Stored items:

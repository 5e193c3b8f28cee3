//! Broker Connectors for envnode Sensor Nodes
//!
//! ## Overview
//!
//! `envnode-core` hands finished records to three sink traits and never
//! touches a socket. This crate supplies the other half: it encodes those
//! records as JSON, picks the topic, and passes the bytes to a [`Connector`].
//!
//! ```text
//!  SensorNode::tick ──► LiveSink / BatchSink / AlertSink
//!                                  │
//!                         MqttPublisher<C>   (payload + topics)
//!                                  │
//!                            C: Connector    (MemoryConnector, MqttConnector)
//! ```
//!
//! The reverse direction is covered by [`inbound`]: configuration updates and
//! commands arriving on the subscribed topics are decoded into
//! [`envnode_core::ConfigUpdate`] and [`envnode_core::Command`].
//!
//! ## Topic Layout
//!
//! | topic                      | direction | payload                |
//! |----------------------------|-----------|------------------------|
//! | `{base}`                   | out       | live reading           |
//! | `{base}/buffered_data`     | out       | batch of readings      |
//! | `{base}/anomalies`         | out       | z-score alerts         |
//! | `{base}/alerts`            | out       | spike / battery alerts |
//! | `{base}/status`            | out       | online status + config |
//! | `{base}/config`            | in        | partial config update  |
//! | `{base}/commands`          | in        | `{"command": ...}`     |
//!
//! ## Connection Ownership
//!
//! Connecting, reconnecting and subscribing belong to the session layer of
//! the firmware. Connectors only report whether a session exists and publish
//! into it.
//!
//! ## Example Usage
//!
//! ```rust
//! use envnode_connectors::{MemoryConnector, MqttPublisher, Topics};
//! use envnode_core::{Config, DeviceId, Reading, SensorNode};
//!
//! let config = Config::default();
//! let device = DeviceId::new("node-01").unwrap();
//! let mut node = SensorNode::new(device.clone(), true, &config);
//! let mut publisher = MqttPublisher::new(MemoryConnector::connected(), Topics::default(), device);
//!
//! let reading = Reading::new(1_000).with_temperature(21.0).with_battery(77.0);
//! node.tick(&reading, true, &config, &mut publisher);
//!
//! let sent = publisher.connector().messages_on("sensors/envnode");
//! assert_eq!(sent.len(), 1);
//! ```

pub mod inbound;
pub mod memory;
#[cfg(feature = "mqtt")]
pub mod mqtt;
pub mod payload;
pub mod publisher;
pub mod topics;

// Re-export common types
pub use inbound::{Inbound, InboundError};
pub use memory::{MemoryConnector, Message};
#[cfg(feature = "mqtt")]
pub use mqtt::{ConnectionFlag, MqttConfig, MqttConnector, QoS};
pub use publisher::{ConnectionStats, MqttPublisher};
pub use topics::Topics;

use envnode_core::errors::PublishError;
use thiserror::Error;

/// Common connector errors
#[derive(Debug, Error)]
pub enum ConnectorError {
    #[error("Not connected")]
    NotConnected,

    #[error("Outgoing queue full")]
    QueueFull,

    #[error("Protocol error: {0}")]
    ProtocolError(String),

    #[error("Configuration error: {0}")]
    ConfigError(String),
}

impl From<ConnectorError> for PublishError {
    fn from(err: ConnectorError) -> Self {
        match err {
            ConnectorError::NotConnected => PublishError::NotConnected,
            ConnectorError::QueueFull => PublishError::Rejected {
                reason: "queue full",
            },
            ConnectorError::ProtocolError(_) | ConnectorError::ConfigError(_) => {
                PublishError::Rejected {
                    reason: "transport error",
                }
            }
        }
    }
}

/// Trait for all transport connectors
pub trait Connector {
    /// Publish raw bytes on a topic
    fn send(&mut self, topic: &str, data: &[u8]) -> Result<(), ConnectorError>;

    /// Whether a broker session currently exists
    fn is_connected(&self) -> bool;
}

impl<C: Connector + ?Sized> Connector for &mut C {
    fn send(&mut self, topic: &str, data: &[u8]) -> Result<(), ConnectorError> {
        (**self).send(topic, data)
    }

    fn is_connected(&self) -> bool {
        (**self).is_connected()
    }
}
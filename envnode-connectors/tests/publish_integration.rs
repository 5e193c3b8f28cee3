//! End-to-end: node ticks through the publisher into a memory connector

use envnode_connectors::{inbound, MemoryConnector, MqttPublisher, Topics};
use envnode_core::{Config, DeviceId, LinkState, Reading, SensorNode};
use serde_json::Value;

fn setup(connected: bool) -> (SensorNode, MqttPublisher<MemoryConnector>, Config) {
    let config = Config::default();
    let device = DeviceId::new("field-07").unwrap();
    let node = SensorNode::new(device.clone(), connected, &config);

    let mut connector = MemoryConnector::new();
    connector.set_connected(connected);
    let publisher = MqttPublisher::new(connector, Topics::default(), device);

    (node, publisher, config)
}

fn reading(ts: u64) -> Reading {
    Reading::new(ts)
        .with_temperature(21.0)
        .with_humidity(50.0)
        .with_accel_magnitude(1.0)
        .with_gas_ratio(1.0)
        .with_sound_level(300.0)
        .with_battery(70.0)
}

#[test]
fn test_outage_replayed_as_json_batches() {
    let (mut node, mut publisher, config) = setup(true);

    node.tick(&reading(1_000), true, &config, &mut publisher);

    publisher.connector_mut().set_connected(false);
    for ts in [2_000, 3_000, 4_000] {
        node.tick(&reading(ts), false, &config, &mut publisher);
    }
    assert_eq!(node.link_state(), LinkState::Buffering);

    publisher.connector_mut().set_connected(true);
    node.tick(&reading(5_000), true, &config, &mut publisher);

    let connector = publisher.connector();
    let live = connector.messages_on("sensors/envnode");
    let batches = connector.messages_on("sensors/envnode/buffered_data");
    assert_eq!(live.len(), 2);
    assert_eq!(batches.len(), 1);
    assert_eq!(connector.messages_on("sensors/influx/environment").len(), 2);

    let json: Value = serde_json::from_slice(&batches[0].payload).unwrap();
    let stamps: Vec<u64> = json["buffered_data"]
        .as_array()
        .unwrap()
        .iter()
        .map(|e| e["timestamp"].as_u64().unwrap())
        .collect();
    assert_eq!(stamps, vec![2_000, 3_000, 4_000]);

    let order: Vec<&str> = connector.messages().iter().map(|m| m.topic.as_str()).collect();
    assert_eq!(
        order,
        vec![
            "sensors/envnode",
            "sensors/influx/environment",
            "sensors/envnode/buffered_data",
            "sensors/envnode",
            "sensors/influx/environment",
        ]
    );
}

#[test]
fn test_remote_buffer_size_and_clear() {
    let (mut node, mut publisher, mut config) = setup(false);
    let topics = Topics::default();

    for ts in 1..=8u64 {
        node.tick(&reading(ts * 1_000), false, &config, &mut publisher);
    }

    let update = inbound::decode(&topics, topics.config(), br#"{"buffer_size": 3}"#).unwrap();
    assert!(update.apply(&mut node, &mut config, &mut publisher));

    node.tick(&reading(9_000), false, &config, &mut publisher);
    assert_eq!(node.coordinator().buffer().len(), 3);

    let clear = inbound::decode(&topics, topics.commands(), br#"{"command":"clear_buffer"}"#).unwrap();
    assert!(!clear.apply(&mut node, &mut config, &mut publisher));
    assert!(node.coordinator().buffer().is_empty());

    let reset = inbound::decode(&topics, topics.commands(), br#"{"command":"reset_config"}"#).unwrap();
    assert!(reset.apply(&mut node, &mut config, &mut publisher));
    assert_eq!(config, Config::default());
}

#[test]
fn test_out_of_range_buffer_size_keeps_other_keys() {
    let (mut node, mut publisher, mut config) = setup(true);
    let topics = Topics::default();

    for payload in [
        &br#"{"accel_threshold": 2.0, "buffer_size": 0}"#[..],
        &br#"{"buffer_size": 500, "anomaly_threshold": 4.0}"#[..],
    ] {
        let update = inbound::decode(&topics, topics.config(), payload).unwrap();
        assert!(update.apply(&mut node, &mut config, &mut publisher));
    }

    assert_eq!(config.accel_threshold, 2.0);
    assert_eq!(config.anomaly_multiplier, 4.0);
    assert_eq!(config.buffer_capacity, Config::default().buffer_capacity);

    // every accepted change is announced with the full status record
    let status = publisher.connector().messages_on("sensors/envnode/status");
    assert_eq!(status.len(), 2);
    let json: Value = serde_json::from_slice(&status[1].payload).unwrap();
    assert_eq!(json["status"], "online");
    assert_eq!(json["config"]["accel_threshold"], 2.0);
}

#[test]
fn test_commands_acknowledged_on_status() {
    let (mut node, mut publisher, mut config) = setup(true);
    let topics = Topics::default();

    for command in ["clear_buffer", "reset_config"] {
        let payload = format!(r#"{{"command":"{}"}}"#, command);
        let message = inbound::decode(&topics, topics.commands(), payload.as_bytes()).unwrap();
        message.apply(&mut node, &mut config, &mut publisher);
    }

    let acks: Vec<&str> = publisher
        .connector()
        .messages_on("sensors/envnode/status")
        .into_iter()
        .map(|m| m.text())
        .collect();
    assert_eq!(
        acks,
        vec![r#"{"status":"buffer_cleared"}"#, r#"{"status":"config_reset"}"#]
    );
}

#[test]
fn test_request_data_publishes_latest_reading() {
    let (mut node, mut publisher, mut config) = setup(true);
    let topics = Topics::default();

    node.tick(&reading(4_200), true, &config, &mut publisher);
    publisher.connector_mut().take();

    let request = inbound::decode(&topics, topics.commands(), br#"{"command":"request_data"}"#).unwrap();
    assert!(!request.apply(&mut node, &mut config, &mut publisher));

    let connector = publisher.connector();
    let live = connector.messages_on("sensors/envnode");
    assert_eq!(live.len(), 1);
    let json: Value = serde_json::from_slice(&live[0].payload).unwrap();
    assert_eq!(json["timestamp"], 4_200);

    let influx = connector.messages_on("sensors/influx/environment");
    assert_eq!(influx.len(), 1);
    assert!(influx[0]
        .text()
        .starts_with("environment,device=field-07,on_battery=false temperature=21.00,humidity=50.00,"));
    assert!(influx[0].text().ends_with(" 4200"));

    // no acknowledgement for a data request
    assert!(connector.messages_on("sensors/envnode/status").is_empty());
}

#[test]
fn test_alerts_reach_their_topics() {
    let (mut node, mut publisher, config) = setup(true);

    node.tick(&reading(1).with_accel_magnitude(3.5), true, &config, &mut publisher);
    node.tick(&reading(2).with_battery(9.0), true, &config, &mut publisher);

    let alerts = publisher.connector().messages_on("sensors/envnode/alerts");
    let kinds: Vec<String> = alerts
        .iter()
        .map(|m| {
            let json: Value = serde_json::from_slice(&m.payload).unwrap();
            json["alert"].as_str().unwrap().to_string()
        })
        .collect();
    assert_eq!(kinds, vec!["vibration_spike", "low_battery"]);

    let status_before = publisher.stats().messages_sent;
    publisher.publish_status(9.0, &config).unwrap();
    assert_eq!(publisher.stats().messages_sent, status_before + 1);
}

To do: For this task, write out exactly the lines of the entries above, starting at the line with "pub mod payload;" and ending at the line with "fn setup(connected: bool)", both included, and no others.

Your solution:
pub mod payload;
pub mod publisher;
pub mod topics;

// Re-export common types
pub use inbound::{Inbound, InboundError};
pub use memory::{MemoryConnector, Message};
#[cfg(feature = "mqtt")]
pub use mqtt::{ConnectionFlag, MqttConfig, MqttConnector, QoS};
pub use publisher::{ConnectionStats, MqttPublisher};
pub use topics::Topics;

use envnode_core::errors::PublishError;
use thiserror::Error;

/// Common connector errors
#[derive(Debug, Error)]
pub enum ConnectorError {
    #[error("Not connected")]
    NotConnected,

    #[error("Outgoing queue full")]
    QueueFull,

    #[error("Protocol error: {0}")]
    ProtocolError(String),

    #[error("Configuration error: {0}")]
    ConfigError(String),
}

impl From<ConnectorError> for PublishError {
    fn from(err: ConnectorError) -> Self {
        match err {
            ConnectorError::NotConnected => PublishError::NotConnected,
            ConnectorError::QueueFull => PublishError::Rejected {
                reason: "queue full",
            },
            ConnectorError::ProtocolError(_) | ConnectorError::ConfigError(_) => {
                PublishError::Rejected {
                    reason: "transport error",
                }
            }
        }
    }
}

/// Trait for all transport connectors
pub trait Connector {
    /// Publish raw bytes on a topic
    fn send(&mut self, topic: &str, data: &[u8]) -> Result<(), ConnectorError>;

    /// Whether a broker session currently exists
    fn is_connected(&self) -> bool;
}

impl<C: Connector + ?Sized> Connector for &mut C {
    fn send(&mut self, topic: &str, data: &[u8]) -> Result<(), ConnectorError> {
        (**self).send(topic, data)
    }

    fn is_connected(&self) -> bool {
        (**self).is_connected()
    }
}
filename envnode-connectors/tests/publish_integration.rs
repository 5e193c3b8f28cee3
//! End-to-end: node ticks through the publisher into a memory connector

use envnode_connectors::{inbound, MemoryConnector, MqttPublisher, Topics};
use envnode_core::{Config, DeviceId, LinkState, Reading, SensorNode};
use serde_json::Value;

fn setup(connected: bool) -> (SensorNode, MqttPublisher<MemoryConnector>, Config) {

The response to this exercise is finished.